第163話 妖精&古龍VS龍神
今、世界は揺れていた。近い所では地面もだが、共通しているのは『空間』の揺らぎである。何かが遥か遠い空で起きる度に、波紋となって魔力の波が広がるのだ。そしてその一瞬後に空間が微妙にだが歪んでいる。
何か超常の者同士が戦っている。冒険者の中で実力ある者達はそう感じていた。同時に、もしも悪意ある方が勝ったのなら……次にどうなるかを想像するだけで身震いしてしまう。それが起きればどうしようも無いと確信してしまう。

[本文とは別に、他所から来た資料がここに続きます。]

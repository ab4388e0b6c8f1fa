//! Platform-specific link command assembly.

use std::path::PathBuf;
use swiftplan::core::plan::Destination;
use swiftplan::core::{LibraryLinkage, ModuleDependency, ModuleKind, ProductKind};
use swiftplan_platform::Configuration;
use swiftplan_test_support::{debug_params, params, swift_module, GraphBuilder, PackageBuilder};

use crate::support::{linux_host, macos_host, plan_sources, LINUX, MACOS, WASI};

fn exe_graph() -> swiftplan::PackageGraph {
    let root = PackageBuilder::new("demo");
    let exe = swift_module(&root, "exe", ModuleKind::SwiftExecutable)
        .with_sources(vec![PathBuf::from("/src/main.swift")]);
    GraphBuilder::new()
        .package(root.module(exe).product("exe", ProductKind::Executable, &["exe"]))
        .build()
}

#[test]
fn wasi_static_stdlib_executable() {
    let graph = exe_graph();
    let mut target = debug_params(WASI, Destination::Target);
    target.linking.link_static_swift_stdlib = true;
    let plan = plan_sources(
        &graph,
        target,
        linux_host(),
        &[("/src/main.swift", "print(1)\n")],
    )
    .unwrap();

    let description = plan
        .product_description(&"demo".into(), "exe", Destination::Target)
        .unwrap();
    assert_eq!(
        description.binary_path(),
        &PathBuf::from("/build/debug/exe.wasm")
    );
    let args = description.link_arguments();
    assert!(args.contains(&"-static-stdlib".to_string()));
    assert!(args.contains(&"-emit-executable".to_string()));
    let target_at = args.iter().position(|a| a == "-target").unwrap();
    assert_eq!(args[target_at + 1], "wasm32-unknown-wasi");
    assert!(!args.iter().any(|a| a.contains("rpath")), "{args:?}");
}

#[test]
fn darwin_dynamic_library_gets_install_name_and_rpaths() {
    let root = PackageBuilder::new("demo");
    let core = swift_module(&root, "Core", ModuleKind::SwiftLibrary)
        .with_sources(vec![PathBuf::from("/src/core.swift")]);
    let graph = GraphBuilder::new()
        .package(root.module(core).product(
            "Core",
            ProductKind::Library(LibraryLinkage::Dynamic),
            &["Core"],
        ))
        .build();

    let plan = plan_sources(
        &graph,
        debug_params(MACOS, Destination::Target),
        macos_host(),
        &[],
    )
    .unwrap();

    let description = plan
        .product_description(&"demo".into(), "Core", Destination::Target)
        .unwrap();
    let args = description.link_arguments();
    assert!(args.contains(&"-emit-library".to_string()));
    let install_at = args.iter().position(|a| a == "-install_name").unwrap();
    assert_eq!(args[install_at + 2], "@rpath/libCore.dylib");
    assert!(args.contains(&"@loader_path".to_string()));
    // The toolchain runtime rpath rides along unless the stdlib is
    // linked statically.
    assert!(args
        .iter()
        .any(|a| a == "/toolchain/usr/lib/swift/macosx"));
    // Symbol navigation for the debugger.
    assert!(args.contains(&"-add_ast_path".to_string()));
}

#[test]
fn dead_strip_only_in_release_without_sanitizers() {
    let graph = exe_graph();
    let plan = plan_sources(
        &graph,
        params(LINUX, Configuration::Release, Destination::Target),
        params(LINUX, Configuration::Release, Destination::Host),
        &[("/src/main.swift", "print(1)\n")],
    )
    .unwrap();
    let args = plan
        .link_arguments(&"demo".into(), "exe", Destination::Target)
        .unwrap();
    assert!(args.contains(&"--gc-sections".to_string()));

    let mut sanitized = params(LINUX, Configuration::Release, Destination::Target);
    sanitized.sanitizers = vec![swiftplan::core::plan::Sanitizer::Address];
    let plan = plan_sources(
        &graph,
        sanitized,
        params(LINUX, Configuration::Release, Destination::Host),
        &[("/src/main.swift", "print(1)\n")],
    )
    .unwrap();
    let args = plan
        .link_arguments(&"demo".into(), "exe", Destination::Target)
        .unwrap();
    assert!(!args.contains(&"--gc-sections".to_string()));
    assert!(args.contains(&"-sanitize=address".to_string()));
}

#[test]
fn static_library_uses_the_librarian() {
    let root = PackageBuilder::new("demo");
    let core = swift_module(&root, "Core", ModuleKind::SwiftLibrary)
        .with_sources(vec![PathBuf::from("/src/core.swift")]);
    let graph = GraphBuilder::new()
        .package(root.module(core).product(
            "Core",
            ProductKind::Library(LibraryLinkage::Static),
            &["Core"],
        ))
        .build();

    let plan = plan_sources(
        &graph,
        debug_params(LINUX, Destination::Target),
        linux_host(),
        &[],
    )
    .unwrap();
    let description = plan
        .product_description(&"demo".into(), "Core", Destination::Target)
        .unwrap();
    let invocation = description.invocation();
    assert_eq!(invocation.program, PathBuf::from("/toolchain/usr/bin/llvm-ar"));
    assert_eq!(invocation.args[0], "crs");
    assert_eq!(invocation.args[1], "/build/debug/libCore.a");
    assert!(invocation.args[2].starts_with('@'));
}

#[test]
fn dylib_dependencies_are_linked_not_inlined() {
    let root = PackageBuilder::new("demo");
    let dep = PackageBuilder::new("dep").remote();
    let inner = swift_module(&dep, "Inner", ModuleKind::SwiftLibrary)
        .with_sources(vec![PathBuf::from("/src/dep/inner.swift")]);
    let app = swift_module(&root, "app", ModuleKind::SwiftExecutable)
        .with_sources(vec![PathBuf::from("/src/main.swift")])
        .with_dependencies(vec![ModuleDependency::product("dep", "Inner")]);
    let graph = GraphBuilder::new()
        .package(root.module(app).product("app", ProductKind::Executable, &["app"]))
        .package(dep.module(inner).product(
            "Inner",
            ProductKind::Library(LibraryLinkage::Dynamic),
            &["Inner"],
        ))
        .build();

    let plan = plan_sources(
        &graph,
        debug_params(LINUX, Destination::Target),
        linux_host(),
        &[("/src/main.swift", "print(1)\n")],
    )
    .unwrap();
    let args = plan
        .link_arguments(&"demo".into(), "app", Destination::Target)
        .unwrap();
    assert!(args.contains(&"-lInner".to_string()));
}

国でも、この事態をどうするべきか早急に対策を練ろうなどという話は持ち上がるが、1つとして進む訳もなく。その国々の中で唯一慌てていないのは、それこそハーリアぐらいのものだった。
そのハーリアの最奥で、1人の男だけがその事態を察知している。
「~~♪」
男は玉座を動かない。ただ鼻歌交じりに事がどう進むかをただ見届けるのみだった。どちらに進んでも彼にとっては得しかない。賭ける必要すらない。どうなるかただ楽しみなだけだった。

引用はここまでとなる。